I am trying to detirmine if I am getting close to Ideal weight and where to go from here  I have been fired by vet clinic because I have questioned things the vet said that seemed to contradict what I found here.
I know I am due for new blood work for "K" but I don't have a vet to do so and I am a bit concerned about the results from the companion animal vet who did last tests.
The first one was impossibly low and the retest was higher than previous test, but all I got was a typed email with the numbers, not the actual sheet from lab showing results.
Note I am just weighing feed to do new CH update including last rads from trim and then reset of NANRIC Ultimates.  At that time "K" had more than 50% new sole growth and I felt optimistic that we were making good progress but I am not so sure now.  What I was told about leaving these devices on her feet was that the times failure to recover had been seen where the times when devices were removed too soon, before hoof walls were really ready to support horse and activity
Some specific questions I would ask an equine vet would be, if Insulin numbers have risen since ceasing Metformin, is it good to go back to it?
                                                                                                do some horses need Metformin for life and, if so, what kind of life do they really have?
                                                                                                Is it normal to have lameness still, with trim to where it is now?
Should be up in an hour.
Thanks for your patience and answers.
--
Kandace K Rocky Mountains, Alberta, Oct 2
https://ecir.groups.io/g/CaseHistory/files/Kandace%20J%20and%20K
https://ecir.groups.io/g/CaseHistory/album?id=259062


Kirsten Rasmussen
 

Hi Kandice, 

I don't see a CH for K posted at your link.  It looks like it was uploaded into the folder ("Files") area, but it needs to be moved in to your actual folder.  It is here, just a few down from the top if this list of the most recently loaded files:
https://ecir.groups.io/g/CaseHistory/files?p=updated,,,20,2,0,0

If she was taken off Metformin and her insulin went up, then it may be it was helping so you could put her back on it.
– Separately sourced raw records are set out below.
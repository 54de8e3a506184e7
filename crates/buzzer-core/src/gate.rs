//! Binary gate - a single-token semaphore
//!
//! The player uses it twice: as the lifecycle lock (taken with a bounded
//! wait around start/stop) and as a cancellable sleep for the worker, which
//! waits on an empty gate for a note's duration unless someone gives it first.

use std::sync::{Condvar, Mutex, MutexGuard};
use std::time::{Duration, Instant};

pub struct Gate {
    available: Mutex<bool>,
    cvar: Condvar,
}

impl Gate {
    /// Create a gate holding its token
    pub const fn new_available() -> Self {
        Self {
            available: Mutex::new(true),
            cvar: Condvar::new(),
        }
    }

    /// Create an empty gate
    pub const fn new_taken() -> Self {
        Self {
            available: Mutex::new(false),
            cvar: Condvar::new(),
        }
    }

    /// Take the token, waiting at most `timeout` for it to become available
    ///
    /// Returns false on timeout.
    pub fn take(&self, timeout: Duration) -> bool {
        let deadline = Instant::now() + timeout;
        let mut available = self.lock();
        while !*available {
            let now = Instant::now();
            if now >= deadline {
                return false;
            }
            available = match self.cvar.wait_timeout(available, deadline - now) {
                Ok((guard, _)) => guard,
                Err(poisoned) => poisoned.into_inner().0,
            };
        }
        *available = false;
        true
    }

    /// Take the token only if it's available right now
    pub fn try_take(&self) -> bool {
        let mut available = self.lock();
        core::mem::replace(&mut *available, false)
    }

    /// Put the token back, waking one waiter. Giving a full gate is a no-op.
    pub fn give(&self) {
        *self.lock() = true;
        self.cvar.notify_one();
    }

    pub fn is_available(&self) -> bool {
        *self.lock()
    }

    // A panic while holding the flag can't leave it inconsistent
    fn lock(&self) -> MutexGuard<'_, bool> {
        self.available
            .lock()
            .unwrap_or_else(|poisoned| poisoned.into_inner())
    }
}

#[cfg(test)]
mod tests {
    use super::*;
    use std::sync::Arc;
    use std::thread;

    #[test]
    fn test_take_and_give() {
        let gate = Gate::new_available();
        assert!(gate.take(Duration::ZERO));
        assert!(!gate.is_available());
        assert!(!gate.take(Duration::from_millis(10)));
        gate.give();
        assert!(gate.is_available());
        assert!(gate.try_take());
        assert!(!gate.try_take());
    }

    #[test]
    fn test_give_is_binary() {
        let gate = Gate::new_taken();
        gate.give();
        gate.give();
        assert!(gate.try_take());
        assert!(!gate.try_take());
    }

    #[test]
    fn test_timeout_waits_full_duration() {
        let gate = Gate::new_taken();
        let start = Instant::now();
        assert!(!gate.take(Duration::from_millis(50)));
        assert!(start.elapsed() >= Duration::from_millis(50));
    }

    #[test]
    fn test_give_wakes_waiter_early() {
        let gate = Arc::new(Gate::new_taken());
        let waiter = {
            let gate = gate.clone();
            thread::spawn(move || {
                let start = Instant::now();
                let taken = gate.take(Duration::from_secs(5));
                (taken, start.elapsed())
            })
        };
        thread::sleep(Duration::from_millis(20));
        gate.give();
        let (taken, elapsed) = waiter.join().unwrap();
        assert!(taken);
        assert!(elapsed < Duration::from_secs(5));
    }
}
She started it on Jan 5 but her Jan 14 bloodwork does not show an improvement.  Her February bloodwork is better (see below) so was she still on it?  Metformin typically loses its effectiveness with time and eventually they are taken off of it because it's not helping.  Some horses don't seem to benefit from it at all.  It can be useful to get horses that respond to it through periods where insulin is high and laminitis is occurring though.  I think the goal for you is to get K sound so she can be back in work.  Then with regular exercise she might not need any more help keeping her insulin down other than some care with her diet.

Her latest insulin from Antech is not bad though.  If you divide 226 pmol/L by 6, you get 37.7 uIU/mL.  Of course results from different labs cannot be compared directly, but it gives you a rough idea of how she is now, compared to before.   Her glucose at Antech was abnormally high though.  Was her blood pulled more than 4 hrs after her morning meal?

Ideal weight is what she weighs when her BCS is 4.5-5 / 9.  For a 15H Arab-AT, I would guess 900 lbs is closer to ideal.   But you can judge that yourself based on her body condition score.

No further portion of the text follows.